Small Businesses Must Assess Health Insurance Costs

The mandate in the Affordable Care Act which states that all businesses with 50 or more employees must provide health insurance coverage to their workers has drawn considerable criticism in recent years, and now some companies that fit in with that designation say they would rather pay the fine that comes with not doing so than foot the bill.

The way the ACA is structured, businesses with more than 50 full-time employees are required to offer them health insurance, which many say would become overly burdensome for some companies, which currently extend coverage to only some, or even none, of their current staffs, according to a report from the Wall Street Journal. In one such instance, a company with 102 full-timers currently extends health insurance to 25 employees, and spends about $140,000 per year to do so. Under the new requirements, covering all 102 would cost it about $500,000 annually, but paying the $2,000 annual fine for not doing so would carry a penalty of just $144,000. Combined, the cost for continuing to cover the smaller number of workers while paying the fine for not covering the rest would come to just $284,000, substantially less than the price tag for covering them all.

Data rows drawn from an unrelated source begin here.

//! Stage 1: collect, resolve and purge pins.
//!
//! A "pin" is a connection binding whose alias is declared more than once
//! in the same part (the model-text equivalent of redeclaring a formal
//! parameter) — the last declaration wins and earlier ones are purged
//! before anything downstream tries to resolve them. This also verifies
//! the arena's container back-pointers are consistent, sanity-checking a
//! freshly parsed tree before anything downstream relies on its shape.

use crate::ast::Model;
use crate::error::{DigestError, DigestErrorKind};

pub fn run(model: &mut Model) -> Result<(), Vec<DigestError>> {
    let mut errors = Vec::new();

    for idx in 0..model.parts.len() {
        for &child in model.parts[idx].parts.clone().iter() {
            if model.parts[child].container != Some(idx) {
                errors.push(DigestError::new(
                    DigestErrorKind::UnresolvedReference,
                    model.path_of(idx),
                    format!(
                        "child part `{}` does not point back to its container",
                        model.parts[child].name
                    ),
                ));
            }
        }
    }
    if !errors.is_empty() {
        return Err(errors);
    }

    for part in &mut model.parts {
        let mut seen = std::collections::HashSet::new();
        part.connection_bindings.retain(|b| seen.insert(b.alias.clone()));
        for (i, binding) in part.connection_bindings.iter_mut().enumerate() {
            binding.index = i;
        }
    }

    Ok(())
}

And while some studies show that many businesses aren’t expected to drop their coverage – for instance, such a mandate under Massachusetts law passed in 2006 didn’t lead to a significant decrease in companies covering employees – others are a little skeptical, and nonetheless, there could still be a drop, the report said. For instance, a February survey from the National Small Business Association found that 71 percent of employers with 50 workers or more plan to continue providing workers the option of coverage, while only 3 percent of those polled said they would pay the penalties instead. The reason for this is typically year-end tax bills, as businesses are allowed to write off health insurance as a means of reducing their liability, while they cannot do the same with the penalties they pay for not offering workers the coverage.

What this means for small business owners
Extending health insurance coverage to tens or even hundreds of employees can seem like a financially daunting task for any company, and as such it is critical that owners take the time to evaluate all their options before taking the plunge on any decision. However, it’s also possible that decisions to not extend coverage could have implications even beyond the financial aspects.

Not being able to deduct the fines paid for opting to continue not extending workers coverage is one thing, but owners might also want to think about how such a decision reflects on their business to those on the outside, the report said. For instance, those looking to hire the best possible candidates for job listings might be in tough to attract them if competitors offer coverage and they do not.

But of course, small business owners have to do what they must to keep their companies afloat, and sometimes that means making difficult decisions that will affect their employees going forward. However, it is also wise to assess options not only related to healthcare insurance, but also when it comes to the premiums being paid for other types of coverage, including general liability or workers’ compensation insurance. Doing so may help them to find the best possible prices for their unique needs, and give them a chance to more wisely assess the other financial decisions facing them.